A categoria “Violência e Repressão”, presente em 3 artigos (2,9%), explora práticas de controle social, repressão e violência que marcaram o período pós-abolição. Por fim, “Religião e Cultura”, abordada em 2 artigos (2%), analisa as práticas religiosas de matrizes africanas e as expressões culturais, enfatizando seu papel na construção de identidades e na resistência cultural.

Em síntese, as categorias mais representadas, como “Associativismo e Sociabilidade” e “Trabalho e Condições Sociais”, demonstram o peso das organizações coletivas e das relações laborais no contexto analisado. Por outro lado, categorias como “Mobilidade e Migração” e “Religião e Cultura” apresentam menor recorrência, indicando lacunas em áreas que poderiam ser mais exploradas. Esse panorama reflete um foco predominante nas dimensões sociais e políticas, mas aponta oportunidades para aprofundar outras temáticas ainda pouco estudadas.

3.3. Os padrões de relação entre fenômenos

Não apenas a substância dos fenômenos, mas também as formas como são relacionados podem oferecer traços diferenciadores do domínio, em termos epistemológicos. Os fenômenos associados com a partícula “e” podem ser classificados em três categorias principais, de acordo com o número de elementos conectados: dois, três ou quatro. Essa classificação reflete, assim, diferentes níveis de complexidade analítica e a abrangência temática dos estudos.

Os fenômenos compostos por dois elementos representam a maior proporção dos casos, estando presentes em 22 artigos (21%). Exemplos dessa categoria incluem “associativismo e cidadania”, “associativismo e resistência negra” e “hierarquias sociais e escravidão”. Esses fenômenos conectam dois aspectos, como práticas sociais (associativismo e cidadania) a estruturas institucionais ou culturais (hierarquias e escravidão). Sua frequência sugere, provavelmente, que análises binárias são preferidas devido à sua simplicidade e clareza, permitindo explorar conexões diretas entre os temas.

Já os fenômenos com três elementos aparecem em 5 artigos (4,8%). Exemplos incluem “concepções de cidadania, sociabilidade e formas de trabalho” e “educação, sociabilidade e mobilidade social”. Esses fenômenos refletem abordagens mais integradoras, que buscam compreender interseções entre múltiplas dimensões analíticas. A inclusão de um terceiro elemento permite maior complexidade nas análises, mas sua menor frequência indica que, provavelmente, essas abordagens podem demandar maior esforço metodológico ou ter menor aplicabilidade em estudos específicos.

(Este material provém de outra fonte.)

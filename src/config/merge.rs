//! Layering of defaults, environment and YAML values

use std::time::Duration;

use super::Config;
use super::env::EnvConfig;
use super::yaml::YamlConfig;

/// Build a configuration from environment values with optional YAML overrides
pub fn merge_config(yaml: Option<YamlConfig>) -> Result<Config, Box<dyn std::error::Error>> {
    let env = EnvConfig::load()?;
    Ok(merge(Config::default(), env, yaml.unwrap_or_default()))
}

/// Apply `env` then `yaml` on top of `base`
pub(crate) fn merge(mut config: Config, env: EnvConfig, yaml: YamlConfig) -> Config {
    let voicevox = yaml.voicevox.unwrap_or_default();
    let engine = yaml.engine.unwrap_or_default();

    if let Some(api_url) = voicevox.api_url.or(env.api_url) {
        config.api_url = api_url;
    }
    if let Some(secs) = voicevox.http_timeout_seconds.or(env.http_timeout_seconds) {
        config.http_timeout = Duration::from_secs(secs);
    }
    if let Some(secs) = voicevox
        .catalog_timeout_seconds
        .or(env.catalog_timeout_seconds)
    {
        config.catalog_timeout = Duration::from_secs(secs);
    }

    if let Some(n) = engine.max_parallel_segments.or(env.max_parallel_segments) {
        config.engine.max_parallel_segments = n;
    }
    if let Some(secs) = engine
        .segment_timeout_seconds
        .or(env.segment_timeout_seconds)
    {
        config.engine.segment_timeout = Duration::from_secs(secs);
    }
    if let Some(ms) = engine.segment_rate_limit_ms.or(env.segment_rate_limit_ms) {
        config.engine.segment_rate_limit = Duration::from_millis(ms);
    }
    if let Some(chars) = engine.max_segment_chars.or(env.max_segment_chars) {
        config.engine.max_segment_chars = chars;
    }
    if let Some(tag) = engine.fallback_tag.or(env.fallback_tag) {
        config.engine.fallback_tag = tag.trim().to_string();
    }

    config
}

#[cfg(test)]
mod tests {
    use super::*;
    use crate::config::yaml::{EngineYaml, VoicevoxYaml};

    #[test]
    fn test_defaults_survive_empty_sources() {
        let config = merge(Config::default(), EnvConfig::default(), YamlConfig::default());
        assert_eq!(config, Config::default());
    }

    #[test]
    fn test_yaml_beats_env() {
        let env = EnvConfig {
            api_url: Some("http://env:50021".to_string()),
            max_parallel_segments: Some(2),
            max_segment_chars: Some(80),
            ..Default::default()
        };
        let yaml = YamlConfig {
            voicevox: Some(VoicevoxYaml {
                api_url: Some("http://yaml:50021".to_string()),
                ..Default::default()
            }),
            engine: Some(EngineYaml {
                max_parallel_segments: Some(9),
                ..Default::default()
            }),
        };

        let config = merge(Config::default(), env, yaml);

        assert_eq!(config.api_url, "http://yaml:50021");
        assert_eq!(config.engine.max_parallel_segments, 9);
        // env value used where YAML is silent
        assert_eq!(config.engine.max_segment_chars, 80);
    }

    #[test]
    fn test_empty_fallback_tag_disables_fallback() {
        let env = EnvConfig {
            fallback_tag: Some("  ".to_string()),
            ..Default::default()
        };

        let config = merge(Config::default(), env, YamlConfig::default());
        assert_eq!(config.engine.fallback_tag, "");
    }

    #[test]
    fn test_durations_are_converted() {
        let env = EnvConfig {
            http_timeout_seconds: Some(15),
            segment_rate_limit_ms: Some(250),
            ..Default::default()
        };

        let config = merge(Config::default(), env, YamlConfig::default());
        assert_eq!(config.http_timeout, Duration::from_secs(15));
        assert_eq!(config.engine.segment_rate_limit, Duration::from_millis(250));
    }
}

Os fenômenos com quatro elementos são os mais raros, aparecendo em apenas um artigo. Um exemplo é “sociabilidade, mobilidade, inserção social e associativismo negro”, que demonstra uma análise abrangente e interseccional de múltiplas dimensões sociais e culturais. Esse fenômeno raro reflete um esforço significativo para integrar várias perspectivas em uma única análise, mas sua baixa frequência pode estar relacionada à especificidade do tema ou à dificuldade em abordar tantas dimensões de forma equilibrada. Pode, inclusive ser resultado de equívocos no planejamento da pesquisa.

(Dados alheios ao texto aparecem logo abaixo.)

//! CLI command implementations
//!
//! `init` prepares the data directory; `serve` boots the table and the
//! HTTP server. The tokio runtime is started here, not in `main`.

use std::fs;
use std::net::SocketAddr;
use std::path::{Path, PathBuf};
use std::sync::Arc;

use serde::{Deserialize, Serialize};

use super::args::{Cli, Command};
use super::errors::{CliError, CliResult};
use crate::observability::{log_fatal, log_info};
use crate::rest_api::{router, AppState};
use crate::store::RestaurantTable;

/// Configuration file structure
#[derive(Debug, Clone, Serialize, Deserialize)]
pub struct Config {
    /// Where the journal lives
    pub data_dir: PathBuf,
    /// Address the HTTP server binds to
    pub listen_addr: String,
}

impl Default for Config {
    fn default() -> Self {
        Self {
            data_dir: PathBuf::from("./dishboard-data"),
            listen_addr: "127.0.0.1:8080".to_string(),
        }
    }
}

impl Config {
    /// Load configuration from file
    pub fn load(path: &Path) -> CliResult<Self> {
        let content = fs::read_to_string(path)
            .map_err(|e| CliError::config(format!("Failed to read config {}: {}", path.display(), e)))?;
        let config: Config = serde_json::from_str(&content)
            .map_err(|e| CliError::config(format!("Invalid config JSON: {}", e)))?;
        config.validate()?;
        Ok(config)
    }

    /// Validate configuration
    pub fn validate(&self) -> CliResult<()> {
        if self.data_dir.as_os_str().is_empty() {
            return Err(CliError::config("data_dir must not be empty"));
        }
        self.socket_addr()?;
        Ok(())
    }

    /// Parsed listen address
    pub fn socket_addr(&self) -> CliResult<SocketAddr> {
        self.listen_addr
            .parse()
            .map_err(|e| CliError::config(format!("Invalid listen_addr '{}': {}", self.listen_addr, e)))
    }
}

/// Parse arguments and dispatch.
pub fn run() -> CliResult<()> {
    let cli = Cli::parse_args();
    match cli.command {
        Command::Init { config } => init(&config),
        Command::Serve { config } => serve(&config),
    }
}

/// `init`: write a default config if the file is missing, then create
/// the data directory and an empty journal.
pub fn init(config_path: &Path) -> CliResult<()> {
    let config = if config_path.exists() {
        Config::load(config_path)?
    } else {
        let config = Config::default();
        let json = serde_json::to_string_pretty(&config)
            .map_err(|e| CliError::io(format!("Failed to encode default config: {}", e)))?;
        fs::write(config_path, json).map_err(|e| {
            CliError::io(format!(
                "Failed to write config {}: {}",
                config_path.display(),
                e
            ))
        })?;
        config
    };

    // opening the table creates the directory and journal file
    RestaurantTable::open(&config.data_dir)
        .map_err(|e| CliError::boot(format!("Failed to initialize table: {}", e)))?;

    log_info(
        "cli.initialized",
        &[("data_dir", &config.data_dir.display().to_string())],
    );
    Ok(())
}

/// `serve`: replay the journal, verify invariants, serve HTTP.
pub fn serve(config_path: &Path) -> CliResult<()> {
    let config = Config::load(config_path)?;
    let addr = config.socket_addr()?;

    let table = match RestaurantTable::open(&config.data_dir) {
        Ok(table) => Arc::new(table),
        Err(e) => {
            log_fatal("boot.table_unusable", &[("code", e.code())]);
            return Err(CliError::boot(e.to_string()));
        }
    };

    let app = router(Arc::new(AppState::new(table)));

    let runtime = tokio::runtime::Runtime::new()
        .map_err(|e| CliError::boot(format!("Failed to start runtime: {}", e)))?;
    runtime.block_on(async {
        let listener = tokio::net::TcpListener::bind(addr)
            .await
            .map_err(|e| CliError::boot(format!("Failed to bind {}: {}", addr, e)))?;
        log_info("boot.serving", &[("listen_addr", &addr.to_string())]);
        axum::serve(listener, app)
            .await
            .map_err(|e| CliError::boot(format!("Server error: {}", e)))
    })
}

É importante esclarecer que eventuais distanciamentos entre título comunicado e o desenvolvimento do corpo textual do artigo, podem anular essa complexidade indicada. Mesmo assim, a predominância de fenômenos binários não impede a conclusão de que análises mais focadas e diretas são preferidas na maioria dos estudos, em detrimento dos fenômenos mais complexos, com três ou quatro elementos.

Em termos substantivos, os fenômenos mais frequentes combinam dimensões práticas, como associativismo e cidadania, com dimensões estruturais, como hierarquias sociais. Já os fenômenos mais raros, de três ou quatro elementos, destacam interseções entre práticas sociais, mobilidade e representações culturais, oferecendo perspectivas que podem resultar em algum tipo de inovação. Esses padrões demonstram como diferentes níveis de complexidade são utilizados para abordar as questões sociais e políticas do período analisado.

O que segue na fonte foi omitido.